[GIVEN RECORDS]
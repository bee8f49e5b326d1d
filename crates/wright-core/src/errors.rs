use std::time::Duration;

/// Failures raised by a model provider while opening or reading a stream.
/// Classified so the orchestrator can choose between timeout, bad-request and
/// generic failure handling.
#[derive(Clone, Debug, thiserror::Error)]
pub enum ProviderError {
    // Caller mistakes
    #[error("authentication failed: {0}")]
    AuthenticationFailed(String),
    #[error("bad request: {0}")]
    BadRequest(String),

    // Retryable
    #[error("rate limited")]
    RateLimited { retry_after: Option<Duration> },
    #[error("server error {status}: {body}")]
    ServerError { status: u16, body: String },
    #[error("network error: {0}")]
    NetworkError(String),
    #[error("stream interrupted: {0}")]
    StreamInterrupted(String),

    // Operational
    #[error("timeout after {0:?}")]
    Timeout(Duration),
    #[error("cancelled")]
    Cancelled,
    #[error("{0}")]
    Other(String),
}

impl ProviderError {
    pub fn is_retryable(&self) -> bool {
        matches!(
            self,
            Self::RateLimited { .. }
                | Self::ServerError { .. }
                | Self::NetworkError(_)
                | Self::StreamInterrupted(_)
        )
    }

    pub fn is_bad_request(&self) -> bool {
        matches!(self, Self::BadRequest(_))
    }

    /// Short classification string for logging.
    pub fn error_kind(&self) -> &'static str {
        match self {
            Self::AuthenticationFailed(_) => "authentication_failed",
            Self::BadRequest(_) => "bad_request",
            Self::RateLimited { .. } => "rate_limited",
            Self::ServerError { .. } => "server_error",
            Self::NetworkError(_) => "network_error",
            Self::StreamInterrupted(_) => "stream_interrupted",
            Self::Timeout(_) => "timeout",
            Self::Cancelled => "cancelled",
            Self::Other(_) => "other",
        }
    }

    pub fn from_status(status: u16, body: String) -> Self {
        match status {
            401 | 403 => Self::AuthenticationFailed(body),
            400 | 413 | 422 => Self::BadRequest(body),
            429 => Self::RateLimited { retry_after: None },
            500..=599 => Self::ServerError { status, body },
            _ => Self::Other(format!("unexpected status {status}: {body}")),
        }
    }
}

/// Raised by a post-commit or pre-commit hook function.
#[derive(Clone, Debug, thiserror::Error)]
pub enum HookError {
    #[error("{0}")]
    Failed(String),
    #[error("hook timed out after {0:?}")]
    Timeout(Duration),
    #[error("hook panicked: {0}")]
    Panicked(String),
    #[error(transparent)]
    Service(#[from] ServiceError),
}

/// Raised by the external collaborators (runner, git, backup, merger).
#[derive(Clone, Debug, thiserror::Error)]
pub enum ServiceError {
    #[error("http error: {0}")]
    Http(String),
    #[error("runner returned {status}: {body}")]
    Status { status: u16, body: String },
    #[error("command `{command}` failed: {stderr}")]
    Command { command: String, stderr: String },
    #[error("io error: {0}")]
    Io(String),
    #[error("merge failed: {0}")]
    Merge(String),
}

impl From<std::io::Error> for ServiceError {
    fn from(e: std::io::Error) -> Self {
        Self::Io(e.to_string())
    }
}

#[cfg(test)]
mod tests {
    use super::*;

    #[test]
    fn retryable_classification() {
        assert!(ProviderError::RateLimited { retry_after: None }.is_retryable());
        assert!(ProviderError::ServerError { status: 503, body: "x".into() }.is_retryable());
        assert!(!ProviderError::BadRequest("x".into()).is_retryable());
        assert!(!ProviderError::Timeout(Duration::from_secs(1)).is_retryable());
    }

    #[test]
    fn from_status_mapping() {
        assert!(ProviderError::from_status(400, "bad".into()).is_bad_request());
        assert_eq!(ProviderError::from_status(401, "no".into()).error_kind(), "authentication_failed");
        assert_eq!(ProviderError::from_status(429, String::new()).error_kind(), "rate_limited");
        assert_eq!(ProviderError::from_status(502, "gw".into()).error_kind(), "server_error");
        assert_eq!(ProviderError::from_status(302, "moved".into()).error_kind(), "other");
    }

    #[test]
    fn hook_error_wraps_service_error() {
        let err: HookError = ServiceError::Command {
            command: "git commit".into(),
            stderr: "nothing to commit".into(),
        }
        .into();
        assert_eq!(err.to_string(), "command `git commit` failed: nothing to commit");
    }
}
[/GIVEN RECORDS]
[GIVEN RECORDS]
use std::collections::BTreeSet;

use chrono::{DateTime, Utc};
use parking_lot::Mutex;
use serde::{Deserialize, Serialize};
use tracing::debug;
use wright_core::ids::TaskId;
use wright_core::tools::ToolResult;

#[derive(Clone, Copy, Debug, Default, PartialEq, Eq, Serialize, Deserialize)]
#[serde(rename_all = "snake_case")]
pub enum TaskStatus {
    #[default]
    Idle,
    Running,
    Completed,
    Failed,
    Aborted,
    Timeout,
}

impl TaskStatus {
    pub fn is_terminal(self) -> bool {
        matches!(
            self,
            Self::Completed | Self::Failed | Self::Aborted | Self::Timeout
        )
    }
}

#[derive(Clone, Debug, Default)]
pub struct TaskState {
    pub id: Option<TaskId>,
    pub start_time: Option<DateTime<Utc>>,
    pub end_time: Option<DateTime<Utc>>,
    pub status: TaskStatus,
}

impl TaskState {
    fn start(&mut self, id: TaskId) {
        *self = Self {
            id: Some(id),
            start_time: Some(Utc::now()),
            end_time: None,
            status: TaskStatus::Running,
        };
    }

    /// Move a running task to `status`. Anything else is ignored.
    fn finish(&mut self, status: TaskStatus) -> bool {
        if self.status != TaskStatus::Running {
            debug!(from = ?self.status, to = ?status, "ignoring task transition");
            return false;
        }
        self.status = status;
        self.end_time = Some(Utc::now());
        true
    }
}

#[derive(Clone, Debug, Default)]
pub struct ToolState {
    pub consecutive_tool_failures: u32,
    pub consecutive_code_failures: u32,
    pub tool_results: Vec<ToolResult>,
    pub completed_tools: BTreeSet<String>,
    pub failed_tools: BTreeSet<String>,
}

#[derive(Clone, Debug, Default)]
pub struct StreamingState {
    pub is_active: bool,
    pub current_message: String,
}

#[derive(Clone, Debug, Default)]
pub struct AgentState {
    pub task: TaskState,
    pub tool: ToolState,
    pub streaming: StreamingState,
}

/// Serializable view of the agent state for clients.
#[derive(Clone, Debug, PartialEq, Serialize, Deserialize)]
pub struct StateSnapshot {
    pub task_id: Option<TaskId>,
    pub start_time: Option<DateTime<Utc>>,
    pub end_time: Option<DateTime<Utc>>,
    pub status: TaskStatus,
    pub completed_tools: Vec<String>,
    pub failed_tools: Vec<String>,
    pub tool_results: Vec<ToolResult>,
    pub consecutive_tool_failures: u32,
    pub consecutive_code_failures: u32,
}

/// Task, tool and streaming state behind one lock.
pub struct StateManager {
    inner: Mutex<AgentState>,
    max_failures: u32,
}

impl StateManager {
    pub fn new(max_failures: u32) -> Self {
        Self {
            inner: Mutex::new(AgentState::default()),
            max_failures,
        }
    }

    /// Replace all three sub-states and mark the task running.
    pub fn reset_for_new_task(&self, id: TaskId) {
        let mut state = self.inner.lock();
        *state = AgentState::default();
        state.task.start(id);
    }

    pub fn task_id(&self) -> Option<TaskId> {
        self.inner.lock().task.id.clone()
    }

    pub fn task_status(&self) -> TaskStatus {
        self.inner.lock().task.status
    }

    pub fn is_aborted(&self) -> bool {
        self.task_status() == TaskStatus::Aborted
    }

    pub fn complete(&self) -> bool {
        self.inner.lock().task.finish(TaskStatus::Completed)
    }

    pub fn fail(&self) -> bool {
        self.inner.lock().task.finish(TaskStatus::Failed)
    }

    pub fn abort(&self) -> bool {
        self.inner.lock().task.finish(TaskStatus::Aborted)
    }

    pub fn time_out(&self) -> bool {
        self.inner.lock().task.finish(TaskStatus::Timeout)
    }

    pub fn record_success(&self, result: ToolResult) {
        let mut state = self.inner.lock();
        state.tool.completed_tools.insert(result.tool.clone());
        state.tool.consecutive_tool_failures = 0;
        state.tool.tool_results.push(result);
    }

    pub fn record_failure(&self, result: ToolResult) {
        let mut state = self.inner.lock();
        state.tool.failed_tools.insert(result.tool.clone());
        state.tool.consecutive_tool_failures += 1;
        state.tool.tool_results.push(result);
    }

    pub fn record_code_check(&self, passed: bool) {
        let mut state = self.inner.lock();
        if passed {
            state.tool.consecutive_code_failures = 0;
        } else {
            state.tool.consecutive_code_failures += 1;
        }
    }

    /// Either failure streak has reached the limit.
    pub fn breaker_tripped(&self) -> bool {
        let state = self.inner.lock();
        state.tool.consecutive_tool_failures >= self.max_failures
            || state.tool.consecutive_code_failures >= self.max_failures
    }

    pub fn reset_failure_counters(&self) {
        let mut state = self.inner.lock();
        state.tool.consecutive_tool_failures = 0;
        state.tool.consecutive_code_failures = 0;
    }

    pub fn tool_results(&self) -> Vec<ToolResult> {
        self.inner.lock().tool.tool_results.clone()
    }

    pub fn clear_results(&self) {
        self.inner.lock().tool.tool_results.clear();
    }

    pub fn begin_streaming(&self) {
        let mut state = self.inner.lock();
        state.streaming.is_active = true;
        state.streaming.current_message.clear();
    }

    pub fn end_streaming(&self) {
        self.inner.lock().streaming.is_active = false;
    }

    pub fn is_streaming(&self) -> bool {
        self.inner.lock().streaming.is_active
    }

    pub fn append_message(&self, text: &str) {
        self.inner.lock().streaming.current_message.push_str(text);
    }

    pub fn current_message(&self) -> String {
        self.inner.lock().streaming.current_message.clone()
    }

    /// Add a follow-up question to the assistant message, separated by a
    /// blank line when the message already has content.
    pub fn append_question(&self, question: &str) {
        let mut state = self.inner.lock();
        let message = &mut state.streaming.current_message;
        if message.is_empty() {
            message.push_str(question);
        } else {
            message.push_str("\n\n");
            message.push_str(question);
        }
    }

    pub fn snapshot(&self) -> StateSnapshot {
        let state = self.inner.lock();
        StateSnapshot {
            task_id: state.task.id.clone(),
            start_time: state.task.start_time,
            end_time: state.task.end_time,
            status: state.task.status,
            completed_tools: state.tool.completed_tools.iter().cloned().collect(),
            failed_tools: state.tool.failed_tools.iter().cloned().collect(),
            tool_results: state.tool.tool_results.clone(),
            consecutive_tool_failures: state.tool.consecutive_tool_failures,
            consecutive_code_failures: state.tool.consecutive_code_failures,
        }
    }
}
[/GIVEN RECORDS]
[GIVEN RECORDS]
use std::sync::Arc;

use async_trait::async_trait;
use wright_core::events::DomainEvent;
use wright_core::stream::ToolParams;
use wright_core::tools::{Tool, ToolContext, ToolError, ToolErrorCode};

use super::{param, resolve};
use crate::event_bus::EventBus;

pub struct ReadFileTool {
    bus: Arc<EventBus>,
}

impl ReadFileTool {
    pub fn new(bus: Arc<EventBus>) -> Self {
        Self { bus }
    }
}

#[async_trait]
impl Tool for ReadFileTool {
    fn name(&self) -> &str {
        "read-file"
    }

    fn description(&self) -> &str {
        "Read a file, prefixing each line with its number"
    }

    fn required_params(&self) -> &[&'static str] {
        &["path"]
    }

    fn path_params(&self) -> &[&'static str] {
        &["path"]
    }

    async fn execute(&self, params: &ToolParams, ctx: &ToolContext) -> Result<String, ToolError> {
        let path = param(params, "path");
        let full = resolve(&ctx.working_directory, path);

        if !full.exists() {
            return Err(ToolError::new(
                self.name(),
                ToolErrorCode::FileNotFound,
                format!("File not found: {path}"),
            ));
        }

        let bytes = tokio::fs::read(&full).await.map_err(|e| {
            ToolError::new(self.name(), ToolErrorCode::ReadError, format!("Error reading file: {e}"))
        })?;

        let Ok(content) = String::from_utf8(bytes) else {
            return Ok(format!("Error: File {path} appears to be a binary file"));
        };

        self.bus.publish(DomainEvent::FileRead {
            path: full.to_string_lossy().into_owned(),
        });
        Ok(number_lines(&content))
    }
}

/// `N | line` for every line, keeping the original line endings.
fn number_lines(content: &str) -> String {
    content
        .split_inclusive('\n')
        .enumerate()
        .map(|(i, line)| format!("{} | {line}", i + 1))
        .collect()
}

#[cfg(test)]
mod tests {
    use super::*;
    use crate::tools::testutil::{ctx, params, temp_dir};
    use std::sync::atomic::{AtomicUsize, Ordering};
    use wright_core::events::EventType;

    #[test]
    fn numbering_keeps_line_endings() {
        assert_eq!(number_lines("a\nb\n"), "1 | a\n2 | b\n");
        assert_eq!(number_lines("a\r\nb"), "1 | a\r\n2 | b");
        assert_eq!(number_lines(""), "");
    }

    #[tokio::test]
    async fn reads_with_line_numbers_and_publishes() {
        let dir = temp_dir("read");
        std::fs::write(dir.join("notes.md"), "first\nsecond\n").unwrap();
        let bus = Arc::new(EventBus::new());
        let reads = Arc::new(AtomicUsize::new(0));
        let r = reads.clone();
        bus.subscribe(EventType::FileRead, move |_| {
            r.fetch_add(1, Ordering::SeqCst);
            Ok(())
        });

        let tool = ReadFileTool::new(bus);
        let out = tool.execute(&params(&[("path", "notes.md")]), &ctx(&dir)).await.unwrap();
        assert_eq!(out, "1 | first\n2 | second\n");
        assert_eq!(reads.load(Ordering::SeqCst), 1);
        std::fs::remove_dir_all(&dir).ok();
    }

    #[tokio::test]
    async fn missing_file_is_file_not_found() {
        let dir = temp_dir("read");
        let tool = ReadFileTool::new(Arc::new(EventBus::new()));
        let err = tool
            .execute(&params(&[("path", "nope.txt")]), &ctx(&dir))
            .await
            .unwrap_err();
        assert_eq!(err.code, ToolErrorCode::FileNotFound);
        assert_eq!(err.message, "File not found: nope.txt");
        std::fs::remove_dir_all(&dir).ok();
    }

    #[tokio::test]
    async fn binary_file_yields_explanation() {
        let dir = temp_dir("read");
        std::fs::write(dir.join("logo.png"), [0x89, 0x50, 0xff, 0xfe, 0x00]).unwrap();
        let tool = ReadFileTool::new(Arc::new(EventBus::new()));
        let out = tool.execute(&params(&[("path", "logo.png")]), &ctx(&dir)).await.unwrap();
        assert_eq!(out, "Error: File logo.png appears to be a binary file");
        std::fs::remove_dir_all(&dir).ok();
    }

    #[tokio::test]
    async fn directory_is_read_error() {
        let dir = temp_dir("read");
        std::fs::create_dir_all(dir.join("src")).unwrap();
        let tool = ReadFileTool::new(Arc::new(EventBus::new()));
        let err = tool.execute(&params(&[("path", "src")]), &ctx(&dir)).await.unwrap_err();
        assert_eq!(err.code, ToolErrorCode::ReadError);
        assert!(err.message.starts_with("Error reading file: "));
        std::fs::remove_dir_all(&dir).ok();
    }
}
[/GIVEN RECORDS]
### WHAT THIS TASK INVOLVES
In the entries above, find the line with "use wright_core::stream::ToolParams;" and the line with "pub fn new(bus: Arc<EventBus>)", then set down exactly those two and every line between them, nothing else.

### REPLY
use wright_core::stream::ToolParams;
use wright_core::tools::{Tool, ToolContext, ToolError, ToolErrorCode};

use super::{param, resolve};
use crate::event_bus::EventBus;

pub struct ReadFileTool {
    bus: Arc<EventBus>,
}

impl ReadFileTool {
    pub fn new(bus: Arc<EventBus>) -> Self {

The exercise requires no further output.